* [Aim of the task] Please repeat the line that has "sand or grass." and all lines after it, exactly as they appear, through the end of the entries.

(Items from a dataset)
....
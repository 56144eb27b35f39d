//! Scalar shaping functions applied to raw noise samples, computed via `libm`
//! so results do not depend on the platform libc.

/// Raise a signed value to a fractional exponent, preserving its sign.
///
/// `safe_pow(-0.5, 1.2) == -(0.5f64.powf(1.2))`. Plain `powf` on a negative
/// base with a fractional exponent yields NaN.
#[inline]
pub fn safe_pow(value: f64, exponent: f64) -> f64 {
    let magnitude = libm::pow(libm::fabs(value), exponent);
    if value < 0.0 { -magnitude } else { magnitude }
}

/// Two-argument distance blend used by the edge falloff.
///
/// The mean of the Chebyshev and Euclidean norms of `(a, b)`: square-ish near
/// the axes, rounded at the corners. Both arguments are normalized axis
/// offsets in `[0, 1]`.
#[inline]
pub fn falloff_norm(a: f64, b: f64) -> f64 {
    let a = libm::fabs(a);
    let b = libm::fabs(b);
    0.5 * a.max(b) + 0.5 * libm::sqrt(a * a + b * b)
}

#[cfg(test)]
mod tests {
    use super::*;

    const EPSILON: f64 = 1e-12;

    #[test]
    fn test_safe_pow_preserves_sign() {
        let expected = 0.5f64.powf(1.2);
        let neg = safe_pow(-0.5, 1.2);
        let pos = safe_pow(0.5, 1.2);
        assert!(neg < 0.0, "safe_pow(-0.5, 1.2) must be negative, got {neg}");
        assert!(pos > 0.0, "safe_pow(0.5, 1.2) must be positive, got {pos}");
        assert!((neg.abs() - expected).abs() < EPSILON);
        assert!((pos - expected).abs() < EPSILON);
    }

    #[test]
    fn test_safe_pow_never_nan() {
        for i in -100..=100 {
            let v = i as f64 / 100.0;
            for e in [1.1, 1.2, 1.3, 0.5] {
                assert!(!safe_pow(v, e).is_nan(), "safe_pow({v}, {e}) is NaN");
            }
        }
        assert_eq!(safe_pow(0.0, 1.3), 0.0);
    }

    #[test]
    fn test_safe_pow_shrinks_unit_range() {
        // Exponents > 1 pull values in (-1, 1) towards zero.
        for v in [-0.9, -0.3, 0.3, 0.9] {
            assert!(safe_pow(v, 1.2).abs() < f64::abs(v));
        }
    }

    #[test]
    fn test_falloff_norm_axes_and_corners() {
        assert!((falloff_norm(0.0, 0.0)).abs() < EPSILON);
        assert!((falloff_norm(1.0, 0.0) - 1.0).abs() < EPSILON);
        assert!((falloff_norm(0.0, 1.0) - 1.0).abs() < EPSILON);
        let corner = falloff_norm(1.0, 1.0);
        assert!((corner - (0.5 + 0.5 * 2f64.sqrt())).abs() < EPSILON);
    }

    #[test]
    fn test_falloff_norm_is_symmetric_and_between_norms() {
        for (a, b) in [(0.2, 0.7), (0.5, 0.5), (0.9, 0.1)] {
            let n = falloff_norm(a, b);
            assert!((n - falloff_norm(b, a)).abs() < EPSILON);
            assert!(n >= f64::max(a, b) - EPSILON);
            assert!(n <= (a * a + b * b).sqrt() + EPSILON);
        }
    }
}
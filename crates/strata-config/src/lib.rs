//! Configuration for the Strata world generator.
//!
//! Settings persist to disk as `config.ron` and can be overridden from the
//! command line. Every section is `#[serde(default)]`, so older or partial
//! files still load.

mod cli;
mod config;
mod error;

pub use cli::CliArgs;
pub use config::{Config, DebugConfig, OutputConfig, WorldConfig, default_config_dir};
pub use error::ConfigError;
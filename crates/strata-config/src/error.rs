//! Configuration error types.

/// Errors that can occur when loading, saving, or parsing configuration.
#[derive(Debug, thiserror::Error)]
pub enum ConfigError {
    /// Failed to read `config.ron`.
    #[error("failed to read config: {0}")]
    ReadError(#[source] std::io::Error),

    /// Failed to write `config.ron` or create its directory.
    #[error("failed to write config: {0}")]
    WriteError(#[source] std::io::Error),

    /// The file is not valid RON for [`crate::Config`].
    #[error("failed to parse config: {0}")]
    ParseError(#[source] ron::error::SpannedError),

    #[error("failed to serialize config: {0}")]
    SerializeError(#[source] ron::Error),
}
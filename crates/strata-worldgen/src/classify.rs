//! Surface tile classification from shaped noise and elevation.

use strata_level::Tile;

/// Elevation at or below which a cell is water.
pub const WATER_LEVEL: f64 = 0.02;
/// Elevation at or below which low, non-rocky ground becomes beach sand.
pub const BEACH_LEVEL: f64 = 0.10;
/// Terrain-type noise at or below which a cell is rock.
pub const ROCK_TERRAIN: f64 = -0.25;
/// Minimum terrain-type noise for beach sand.
pub const BEACH_TERRAIN: f64 = -0.14;
/// Biome-bias noise at or above which a cell is desert sand.
pub const DESERT_BIOME: f64 = 0.32;

/// Exponent applied to the terrain-type noise before classification.
pub const TERRAIN_EXPONENT: f64 = 1.2;
/// Exponent applied to the biome-bias noise before classification.
pub const BIOME_EXPONENT: f64 = 1.3;

/// Map terrain-type noise `nt`, biome-bias noise `nb` and elevation `h` to a
/// surface tile. Rules are checked in order and the first match wins, so the
/// result is always one of water, rock, sand or grass.
pub fn classify_surface(nt: f64, nb: f64, h: f64) -> Tile {
    if h <= WATER_LEVEL {
        Tile::Water
    } else if nt <= ROCK_TERRAIN {
        Tile::Rock
    } else if (h <= BEACH_LEVEL && nt >= BEACH_TERRAIN) || nb >= DESERT_BIOME {
        // Beach, then desert.
        Tile::Sand
    } else {
        Tile::Grass
    }
}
....
* [Result of this exercise]
/// result is always one of water, rock, sand or grass.
pub fn classify_surface(nt: f64, nb: f64, h: f64) -> Tile {
    if h <= WATER_LEVEL {
        Tile::Water
    } else if nt <= ROCK_TERRAIN {
        Tile::Rock
    } else if (h <= BEACH_LEVEL && nt >= BEACH_TERRAIN) || nb >= DESERT_BIOME {
        // Beach, then desert.
        Tile::Sand
    } else {
        Tile::Grass
    }
}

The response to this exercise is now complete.